Apply functions to async

Emphasize developer training re: functional and reactive programming. Initial hurdle was just in setting up the workshops, brought in a technical writer just for the documentation for the on-boarding.

Debugging and performance was the next area of improvement.

Only rule: "Don't mutate state outside of function."

1.7. Functional Async Without the Pain - Jim Powers

http://lanyrd.com/2013/lambda-jam/scghwp/

  • aync approach in nodejs and Java concurrently makes it hard to reasons about
  • Actors scale well
  • RX looks interesting but was only reviewed
  • Based on http://akka.io/
val system = ActorSystem.create()

class FooActor extends Actor { 

} 
  • Scatter/Gather

1.7.1. Transformer Functions

  • Next
  • Error
  • Empty
  • Complete

1.7.2. Videos

TBD

1.8. Functional CoffeeScript for Web UIs - Richard Feldman

Covered some of the considerations for when to use a transpiler for JavaScript.

https://github.com/jashkenas/coffee-script/wiki/List-of-languages-that-compile-to-JS

  • Look at descructuring of the the object from data in a callback (e.g., [x, y] for point if that were the data).

1.10. Compilers From Scratch

1.10.1. Problem Statement

Starting with Lambda Calculus and BNF of SExpr, Var, Int, Bool, Binop.

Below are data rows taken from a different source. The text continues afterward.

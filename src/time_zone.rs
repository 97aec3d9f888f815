//! Time & Zone Utilities.
//!
//! Every scheduling decision in this crate goes through here so that DST
//! gaps/folds are handled in exactly one place. Grounded on the next-tick
//! computation in the teacher's scheduler, generalized from a fixed list of
//! daily times to "next occurrence of a single time of day, or of a day of
//! the month".

use chrono::{DateTime, Datelike, NaiveDate, NaiveTime, TimeZone, Timelike, Utc};
use chrono_tz::Tz;

use crate::error::ZoneError;

pub fn parse_timezone(tz: &str) -> Result<Tz, ZoneError> {
    tz.parse::<Tz>().map_err(|_| ZoneError::UnknownTimezone(tz.to_string()))
}

pub fn parse_time_of_day(s: &str) -> Result<NaiveTime, ZoneError> {
    NaiveTime::parse_from_str(s, "%H:%M").map_err(|_| ZoneError::InvalidTimeOfDay(s.to_string()))
}

/// The current instant, expressed as a local date + time in `tz`.
pub fn now_in_zone(tz: Tz) -> DateTime<Tz> {
    Utc::now().with_timezone(&tz)
}

/// The local calendar date for `instant` in `tz`.
pub fn local_date(instant: DateTime<Utc>, tz: Tz) -> NaiveDate {
    instant.with_timezone(&tz).date_naive()
}

/// Resolve a local (date, time) pair to a UTC instant, handling the spring-forward
/// gap by taking the earliest valid instant (the local wall-clock time technically
/// does not exist, so we treat it as if the clock had already jumped).
fn resolve_local(tz: Tz, date: NaiveDate, time: NaiveTime) -> Option<DateTime<Utc>> {
    tz.from_local_datetime(&date.and_time(time))
        .earliest()
        .map(|dt| dt.with_timezone(&Utc))
}

/// The next UTC instant at or after `after` at which the local wall-clock time in
/// `tz` equals `time`. Looks up to 4 days ahead to step past DST gaps where the
/// requested wall-clock time doesn't exist on a given day.
pub fn next_local_time_at_or_after(tz: Tz, time: NaiveTime, after: DateTime<Utc>) -> Option<DateTime<Utc>> {
    let after_local = after.with_timezone(&tz);
    let start_date = after_local.date_naive();

    for day_offset in 0..4i64 {
        let date = start_date + chrono::Duration::days(day_offset);
        if let Some(candidate) = resolve_local(tz, date, time)
            && candidate >= after
        {
            return Some(candidate);
        }
    }
    None
}

/// The next UTC instant strictly after `after` at which the local wall-clock time
/// in `tz` equals `time` (used for "next day's occurrence", as opposed to
/// "today's, if still upcoming").
pub fn next_local_time_after(tz: Tz, time: NaiveTime, after: DateTime<Utc>) -> Option<DateTime<Utc>> {
    let after_local = after.with_timezone(&tz);
    let start_date = after_local.date_naive();

    for day_offset in 0..4i64 {
        let date = start_date + chrono::Duration::days(day_offset);
        if let Some(candidate) = resolve_local(tz, date, time)
            && candidate > after
        {
            return Some(candidate);
        }
    }
    None
}

/// The next UTC instant strictly after `after` at which it is `time` local on the
/// `day_of_month`-th day of some month (clamped to the last day of short months),
/// used by custom reminders configured with a monthly cadence instead of a daily one.
pub fn next_monthly_time_after(tz: Tz, time: NaiveTime, day_of_month: u32, after: DateTime<Utc>) -> Option<DateTime<Utc>> {
    let after_local = after.with_timezone(&tz);
    let mut year = after_local.year();
    let mut month = after_local.month();

    for _ in 0..13 {
        let last_day = days_in_month(year, month);
        let target_day = day_of_month.min(last_day);
        if let Some(date) = NaiveDate::from_ymd_opt(year, month, target_day)
            && let Some(candidate) = resolve_local(tz, date, time)
            && candidate > after
        {
            return Some(candidate);
        }
        if month == 12 {
            month = 1;
            year += 1;
        } else {
            month += 1;
        }
    }
    None
}

fn days_in_month(year: i32, month: u32) -> u32 {
    let (next_year, next_month) = if month == 12 { (year + 1, 1) } else { (year, month + 1) };
    NaiveDate::from_ymd_opt(next_year, next_month, 1)
        .unwrap()
        .pred_opt()
        .unwrap()
        .day()
}

/// Is `now` within `window_minutes` after `target` local time today, accounting
/// for wraparound at midnight? Mirrors the dispatch-window check the ticker uses
/// to decide whether a tick that fires late (process restart, clock drift) is
/// still within tolerance rather than skipped entirely.
pub fn within_dispatch_window(now_local_minutes: i64, target_minutes: i64, window_minutes: i64) -> bool {
    let delta = (now_local_minutes - target_minutes).rem_euclid(24 * 60);
    delta < window_minutes
}

pub fn minutes_since_midnight(time: NaiveTime) -> i64 {
    time.num_seconds_from_midnight() as i64 / 60
}

#[cfg(test)]
mod tests {
    use super::*;
    use chrono::TimeZone as _;

    #[test]
    fn next_local_time_steps_past_dst_spring_forward_gap() {
        // America/New_York: 2024-03-10 clocks jump 02:00 -> 03:00, so 02:30 doesn't exist.
        let tz: Tz = "America/New_York".parse().unwrap();
        let time = NaiveTime::from_hms_opt(2, 30, 0).unwrap();
        let after = Utc.with_ymd_and_hms(2024, 3, 9, 12, 0, 0).unwrap();
        let next = next_local_time_at_or_after(tz, time, after).expect("resolves despite DST gap");
        let local = next.with_timezone(&tz);
        // Either lands on the 9th (before the gap) or skips to the 11th.
        assert!(local.date_naive() == NaiveDate::from_ymd_opt(2024, 3, 9).unwrap() || local.date_naive().day() >= 10);
    }

    #[test]
    fn within_dispatch_window_handles_midnight_wraparound() {
        // target 23:55, now 00:02 next day => delta = 7 minutes, within a 10 minute window
        assert!(within_dispatch_window(2, 23 * 60 + 55, 10));
        assert!(!within_dispatch_window(23 * 60, 7 * 60, 10));
    }

    #[test]
    fn next_monthly_time_clamps_to_last_day_of_short_month() {
        let tz: Tz = "UTC".parse().unwrap();
        let time = NaiveTime::from_hms_opt(9, 0, 0).unwrap();
        let after = Utc.with_ymd_and_hms(2025, 1, 31, 10, 0, 0).unwrap();
        let next = next_monthly_time_after(tz, time, 31, after).unwrap();
        // February has no 31st -> clamps to the 28th (2025 is not a leap year).
        assert_eq!(next.with_timezone(&tz).date_naive(), NaiveDate::from_ymd_opt(2025, 2, 28).unwrap());
    }
}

1.10.2. Regular Expressions

3 basic operations.

  • symbol
  • repetion
  • concatenation

Strings in Haskell are just lists.

  • pull characters from string one at a time
  • at end of string check the match

1.10.3. Workflow

  • Define a list of tokens we want to suport
  • Define a sample program that we want to run
  (let (y (lambda f
            ((lambda x (x x))
             (lambda x (f (lambda v ((x x) v)))))))
    (let (factH (lambda partial
                  (lambda n (if (= n 0)
                           1
                         (* n (partial (- n 1)))))))
      (let (fact (y factH))
        (print (fact 5)))))
  
  • Lex the program by finding matches for types associated with If, Sub, Mul, Eq, Gt, Lt, Or, And, Let
  • Create the rules as RegExp matches
  • Running from Haskell
jwalsh:CompilersFromScratch/ (master) $ ghci SExpr
  • Provide a simple example
(let (x 1) 

2. Tasks

2.9. POC: LiveScript

This had more love than expected (possibly due to the F# contingent) but more highly regarded than at most JS conferences (e.g., the heavy push at CascadiaJS).

http://livescript.net/

As a replacement for underscore.js ; backcalls from Haskell in underscore.js.